“Um dos principais motores dessa vida moderna globalizada é a sedução e a sensação do extraordinário. Tudo deve nos seduzir, tudo deve provocar em nós sensações extremas. Perceber e ser percebido passaram a ser as palavras chaves. Quem não é percebido não existe: apareço, logo existo.”

Antes de abordar diretamente os desafios que a sociedade da imagem acarreta, gostaria de ressaltar duas marcas de nossa época e, segundo creio, duas chaves para a compreensão da modernidade (ou pós-modernidade): a virtualidade e a aparência. Duas parentes diretas da imagem, duas presenças (perdoem o paradoxo) constantes no nosso horizonte de referências, pessoal e social. Das tecnologias de ponta ao camelô da esquina, todos sabem, por exemplo, a importância da aparência em todas as esferas da vida pública. Como embalagem de uma mercadoria, como apresentação, como propaganda, como notícia, como apelo ou simplesmente como “visual”, a aparência passou a ser uma importante moeda de troca na vida política, econômica e social.

É bom acrescentar também que a chamada indústria do entretenimento está calcada hoje fundamentalmente na imagem. Sem esquecer, é claro, os seus efeitos sonoros e a música. Adorno, por exemplo, num de seus ensaios, falou sobre o caráter fetichista da música que se prestaria a ocupar quase todos os espaços possíveis da convivência social. E, de fato, são estes os dois maiores setores de atuação mundial no campo do entretenimento: a indústria do audiovisual (cinema, televisão, vídeo, internet e similares) e a indústria fonográfica. No mesmo texto, Adorno chama a atenção também para o perigo da decadência do gosto, da mediocrização, do nivelamento por baixo, que todo esse processo acarreta. Para muitos, essa é a lógica do sistema de economia de mercado, que prefere consumidores cada vez mais homogêneos, com gostos mais parecidos, e absolutamente alienados daquilo que convencionamos chamar de realidade. Enfim, um só público, em que todos têm os mesmos desejos, bebem o mesmo refrigerante ou cerveja, vestem a mesma roupa, assistem ao mesmo programa, acreditam nas mesmas pesquisas, ouvem a mesma música etc.

Nesse contexto, tanto a indústria do entretenimento quanto a propaganda e a indústria da informação se utilizam do poder sedutor da imagem para melhor atrair o consumidor (nome dado a nós todos, presentes na economia de mercado neoliberal, significativamente convertidos de cidadãos em consumidores). Na exploração do poder sedutor da imagem, além do caráter fetichista mencionado por Adorno, há o toque de sensualidade, cada vez mais adquirido pelas mercadorias – as cervejas hoje, por exemplo, são todas lindas, sensuais, esbeltas! Quem não quer uma cerveja dessas? Em suma, somos atacados o tempo todo por marcas, slogans, imagens sedutoras que quase sempre se aproveitam dos desejos libidinosos dos indivíduos.

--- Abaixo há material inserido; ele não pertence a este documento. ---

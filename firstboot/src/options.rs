//! Pipeline options.
//!
//! Options come from an optional JSON file, then CLI flags / environment
//! variables override individual fields.

use std::fmt;
use std::path::{Path, PathBuf};
use std::str::FromStr;

use firstboot_shared::constants::system::DEFAULT_CONFIG_DIR;
use firstboot_shared::errors::{FirstbootError, FirstbootResult};
use serde::{Deserialize, Serialize};

use crate::providers::azure;
use crate::providers::{FileProvider, ProviderChain};
use crate::storage::BlkidLister;

/// Platform whose provider supplies the provider fragment.
#[derive(Debug, Clone, Copy, PartialEq, Eq, Serialize, Deserialize)]
#[serde(rename_all = "lowercase")]
pub enum Platform {
    Azure,
    #[serde(rename = "azurestack")]
    AzureStack,
    /// Read `config_file`
    File,
    /// No provider; only locally staged fragments apply
    None,
}

impl Platform {
    pub fn as_str(self) -> &'static str {
        match self {
            Platform::Azure => "azure",
            Platform::AzureStack => "azurestack",
            Platform::File => "file",
            Platform::None => "none",
        }
    }
}

impl fmt::Display for Platform {
    fn fmt(&self, f: &mut fmt::Formatter<'_>) -> fmt::Result {
        f.write_str(self.as_str())
    }
}

impl FromStr for Platform {
    type Err = FirstbootError;

    fn from_str(s: &str) -> Result<Self, Self::Err> {
        match s.trim().to_ascii_lowercase().as_str() {
            "azure" => Ok(Platform::Azure),
            "azurestack" => Ok(Platform::AzureStack),
            "file" => Ok(Platform::File),
            "none" => Ok(Platform::None),
            other => Err(FirstbootError::InvalidArgument(format!(
                "unknown platform {:?} (expected azure, azurestack, file or none)",
                other
            ))),
        }
    }
}

/// Options for acquiring the first-boot configuration.
#[derive(Debug, Clone, PartialEq, Eq, Serialize, Deserialize)]
#[serde(default, deny_unknown_fields)]
pub struct FetchOptions {
    /// Directory holding `base.ign` and `user.ign`.
    pub system_config_dir: PathBuf,

    /// Providers tried in order for the provider fragment.
    pub platforms: Vec<Platform>,

    /// Path read by the `file` platform.
    pub config_file: Option<PathBuf>,

    /// Directory under which temporary mount points are created.
    pub mount_base: PathBuf,

    /// blkid binary used to enumerate metadata volumes.
    pub blkid_path: PathBuf,

    /// Skip optical drives that report no disc.
    pub check_media: bool,
}

impl Default for FetchOptions {
    fn default() -> Self {
        Self {
            system_config_dir: PathBuf::from(DEFAULT_CONFIG_DIR),
            platforms: Vec::new(),
            config_file: None,
            mount_base: std::env::temp_dir(),
            blkid_path: PathBuf::from("blkid"),
            check_media: true,
        }
    }
}

impl FetchOptions {
    /// Load options from a JSON file. Missing fields take their defaults.
    pub fn load(path: &Path) -> FirstbootResult<Self> {
        let content = std::fs::read_to_string(path).map_err(|e| {
            FirstbootError::Config(format!(
                "Failed to read options file {}: {}",
                path.display(),
                e
            ))
        })?;
        Self::from_json(&content).map_err(|e| match e {
            FirstbootError::Config(msg) => {
                FirstbootError::Config(format!("{}: {}", path.display(), msg))
            }
            other => other,
        })
    }

    pub fn from_json(content: &str) -> FirstbootResult<Self> {
        let options: FetchOptions = serde_json::from_str(content)
            .map_err(|e| FirstbootError::Config(format!("invalid options: {}", e)))?;
        options.validate()?;
        Ok(options)
    }

    pub fn validate(&self) -> FirstbootResult<()> {
        if self.platforms.contains(&Platform::None) && self.platforms.len() > 1 {
            return Err(FirstbootError::Config(
                "platform \"none\" cannot be combined with other platforms".into(),
            ));
        }
        if self.mount_base.as_os_str().is_empty() {
            return Err(FirstbootError::Config("mount_base must not be empty".into()));
        }
        Ok(())
    }

    /// Build the provider chain for the configured platforms.
    pub fn provider_chain(&self) -> ProviderChain {
        let mut chain = ProviderChain::new();
        for platform in &self.platforms {
            match platform {
                Platform::Azure => chain.push(Box::new(azure::azure(
                    self.lister(),
                    &self.mount_base,
                    self.check_media,
                ))),
                Platform::AzureStack => chain.push(Box::new(azure::azure_stack(
                    self.lister(),
                    &self.mount_base,
                    self.check_media,
                ))),
                Platform::File => {
                    chain.push(Box::new(FileProvider::new(self.config_file.clone())))
                }
                Platform::None => {}
            }
        }
        chain
    }

    fn lister(&self) -> BlkidLister {
        BlkidLister::new(&self.blkid_path)
    }
}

Por outro lado, é também importante lembrar que o mercado, essa famigerada instituição abstrata e onipresente, não é eterno. Graças a Deus, não vai durar para sempre. Terá um fim, como, ao longo da hisótria, todas as demais criações humanas tiveram. Não se sabe se será destruído pelo bom senso dos indivíduos ou se por algo ainda pior e mais pernicioso.

Há muito, também o tal mercado percebeu – segundo repete um anúncio popular de refrigerantes – que a imagem é tudo. Pois ela ingressa diretamente no inconsciente, sem mediações, sendo por isso bastante eficaz quando se pretende inculcar idéias e igualar comportamentos. Os nazistas, aliás, foram mestres nisso; sabiam que só palavras não bastavam, era preciso convencer as massas por meio de imagens grandiloqüentes e impressionantes.

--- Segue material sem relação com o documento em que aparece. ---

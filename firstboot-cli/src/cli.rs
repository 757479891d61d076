use std::path::PathBuf;

use clap::{Args, Parser, Subcommand};

use crate::commands::list_devices::ListDevicesArgs;
use crate::commands::resolve::ResolveArgs;

#[derive(Parser, Debug)]
#[command(name = "firstboot", version, about = "Acquire first-boot configuration")]
pub struct Cli {
    #[command(flatten)]
    pub global: GlobalFlags,

    #[command(subcommand)]
    pub command: Commands,
}

#[derive(Args, Debug)]
pub struct GlobalFlags {
    /// Enable debug logging (RUST_LOG takes precedence)
    #[arg(short, long, global = true)]
    pub verbose: bool,

    /// JSON options file; flags override its fields
    #[arg(long, global = true, env = firstboot_shared::constants::env::OPTIONS)]
    pub options: Option<PathBuf>,
}

#[derive(Subcommand, Debug)]
pub enum Commands {
    /// List block devices carrying a filesystem type
    ListDevices(ListDevicesArgs),

    /// Acquire and resolve configuration fragments
    Resolve(ResolveArgs),
}
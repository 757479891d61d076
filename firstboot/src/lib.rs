//! First-boot configuration acquisition.
//!
//! Locates raw configuration fragments (a platform metadata volume, a
//! configured file, locally staged base/user fragments) and resolves which
//! of them govern the boot. Parsing and applying the configuration happen
//! downstream of this crate.

#[cfg(not(target_os = "linux"))]
compile_error!("firstboot mounts block devices and is Linux-only; build with a Linux target");

pub mod fragment;
pub mod options;
pub mod pipeline;
pub mod precedence;
pub mod providers;
pub mod storage;

pub use firstboot_shared::{FirstbootError, FirstbootResult};
pub use fragment::{FragmentSet, Provenance, RawFragment};
pub use options::{FetchOptions, Platform};
pub use pipeline::ConfigPipeline;
pub use precedence::{Decision, Disposition, Presence, ResolutionOutcome, resolve};
pub use providers::{ConfigProvider, ProviderChain};
pub use storage::FilesystemType;
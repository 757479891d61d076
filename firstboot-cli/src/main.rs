mod cli;
mod commands;

use clap::Parser;
use cli::{Cli, Commands};

fn main() {
    let cli = Cli::parse();
    init_tracing(cli.global.verbose);

    let result = match cli.command {
        Commands::ListDevices(args) => commands::list_devices::execute(args, &cli.global),
        Commands::Resolve(args) => commands::resolve::execute(args, &cli.global),
    };

    if let Err(e) = result {
        eprintln!("Error: {:#}", e);
        std::process::exit(1);
    }
}

/// Logs go to stderr so stdout stays parseable. RUST_LOG wins over --verbose.
fn init_tracing(verbose: bool) {
    let default = if verbose { "debug" } else { "warn" };
    if let Err(e) = tracing_subscriber::fmt()
        .with_target(true)
        .with_writer(std::io::stderr)
        .with_env_filter(
            tracing_subscriber::EnvFilter::try_from_default_env()
                .unwrap_or_else(|_| tracing_subscriber::EnvFilter::new(default)),
        )
        .try_init()
    {
        eprintln!("Failed to initialize tracing: {}", e);
    }
}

A mídia moderna – a propósito, inconcebível sem as conquistas nazistas nessa área -sabe como é importante inventar um lançamento sempre mais sensacional que o anterior e fazer do último escândalo sempre o mais terrível.

O consumidor fica então com uma sensação de vazio, um vácuo que precisa ser preenchido o mais rápido possível com novas substâncias. Difunde-se assim uma avidez de sensações e novidades que mal disfarça a desesperança, a falta de utopias e a agressividade reinante no mundo atual.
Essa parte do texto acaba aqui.